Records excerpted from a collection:
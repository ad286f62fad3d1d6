//! Periodic refresh of countdown displays.
//!
//! The tracker holds no timer. Whatever displays a countdown owns one
//! [`RefreshTask`], which calls a closure at a fixed period. The closure
//! recomputes the value from the cycle and reports whether to keep going.
//! Stopping is cooperative: the loop checks the stop flag between ticks and
//! exits on its own; the task is never aborted. Dropping the task handle
//! also stops the loop.

use crate::libs::cycle::LensCycle;
use chrono::{Duration as ChronoDuration, NaiveDateTime};
use std::future::Future;
use tokio::sync::watch;
use tokio::task::JoinHandle;
use tokio::time::{self, Duration, MissedTickBehavior};

/// Result of one tick.
#[derive(Debug, Clone, Copy, PartialEq, Eq)]
pub enum Tick {
    Continue,
    /// Nothing left to refresh; the task ends.
    Finished,
}

/// How a refresh loop ended, with the number of ticks it ran.
#[derive(Debug, Clone, Copy, PartialEq, Eq)]
pub enum Ended {
    /// The tick closure returned [`Tick::Finished`].
    Finished(u64),
    /// Stopped from outside before finishing.
    Stopped(u64),
}

pub struct RefreshTask {
    stop_tx: watch::Sender<bool>,
    handle: JoinHandle<u64>,
}

impl RefreshTask {
    /// Spawns the refresh loop on the current tokio runtime.
    ///
    /// The first tick fires immediately, then every `period`.
    pub fn spawn<F>(period: Duration, mut on_tick: F) -> Self
    where
        F: FnMut() -> Tick + Send + 'static,
    {
        let (stop_tx, mut stop_rx) = watch::channel(false);

        let handle = tokio::spawn(async move {
            let mut interval = time::interval(period);
            interval.set_missed_tick_behavior(MissedTickBehavior::Delay);
            let mut ticks: u64 = 0;

            loop {
                tokio::select! {
                    _ = interval.tick() => {}
                    changed = stop_rx.changed() => {
                        // A dropped sender also means stop.
                        if changed.is_err() || *stop_rx.borrow() {
                            break;
                        }
                        continue;
                    }
                }
                if *stop_rx.borrow() {
                    break;
                }

                ticks += 1;
                if on_tick() == Tick::Finished {
                    break;
                }
            }
            ticks
        });

        Self { stop_tx, handle }
    }

    /// Asks the loop to stop and waits for it. Returns the number of ticks run.
    pub async fn stop(self) -> u64 {
        let _ = self.stop_tx.send(true);
        self.handle.await.unwrap_or(0)
    }

    /// Runs until the loop finishes or `shutdown` resolves, whichever comes first.
    pub async fn run_until<F>(mut self, shutdown: F) -> Ended
    where
        F: Future<Output = ()>,
    {
        let finished = tokio::select! {
            ticks = &mut self.handle => Some(ticks.unwrap_or(0)),
            _ = shutdown => None,
        };
        match finished {
            Some(ticks) => Ended::Finished(ticks),
            None => Ended::Stopped(self.stop().await),
        }
    }

    /// Waits until the loop ends on its own.
    pub async fn finished(self) -> u64 {
        let Self { stop_tx, handle } = self;
        let ticks = handle.await.unwrap_or(0);
        drop(stop_tx);
        ticks
    }
}

/// Tick closure for a cycle countdown.
///
/// Each tick reads `clock`, hands the remaining time to `render`, and ends
/// the refresh once nothing is left.
pub fn countdown<C, F>(cycle: LensCycle, mut clock: C, mut render: F) -> impl FnMut() -> Tick + Send + 'static
where
    C: FnMut() -> NaiveDateTime + Send + 'static,
    F: FnMut(ChronoDuration) + Send + 'static,
{
    move || {
        let left = cycle.remaining(clock());
        render(left);
        if left <= ChronoDuration::zero() {
            Tick::Finished
        } else {
            Tick::Continue
        }
    }
}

## What to do
Please reproduce, exactly as they appear above, the lines from the line containing "interval.set_missed_tick_behavior(MissedTickBehavior::Delay);" up to and including the line containing "changed = stop_rx.changed()".

## Answer to this task
            interval.set_missed_tick_behavior(MissedTickBehavior::Delay);
            let mut ticks: u64 = 0;

            loop {
                tokio::select! {
                    _ = interval.tick() => {}
                    changed = stop_rx.changed() => {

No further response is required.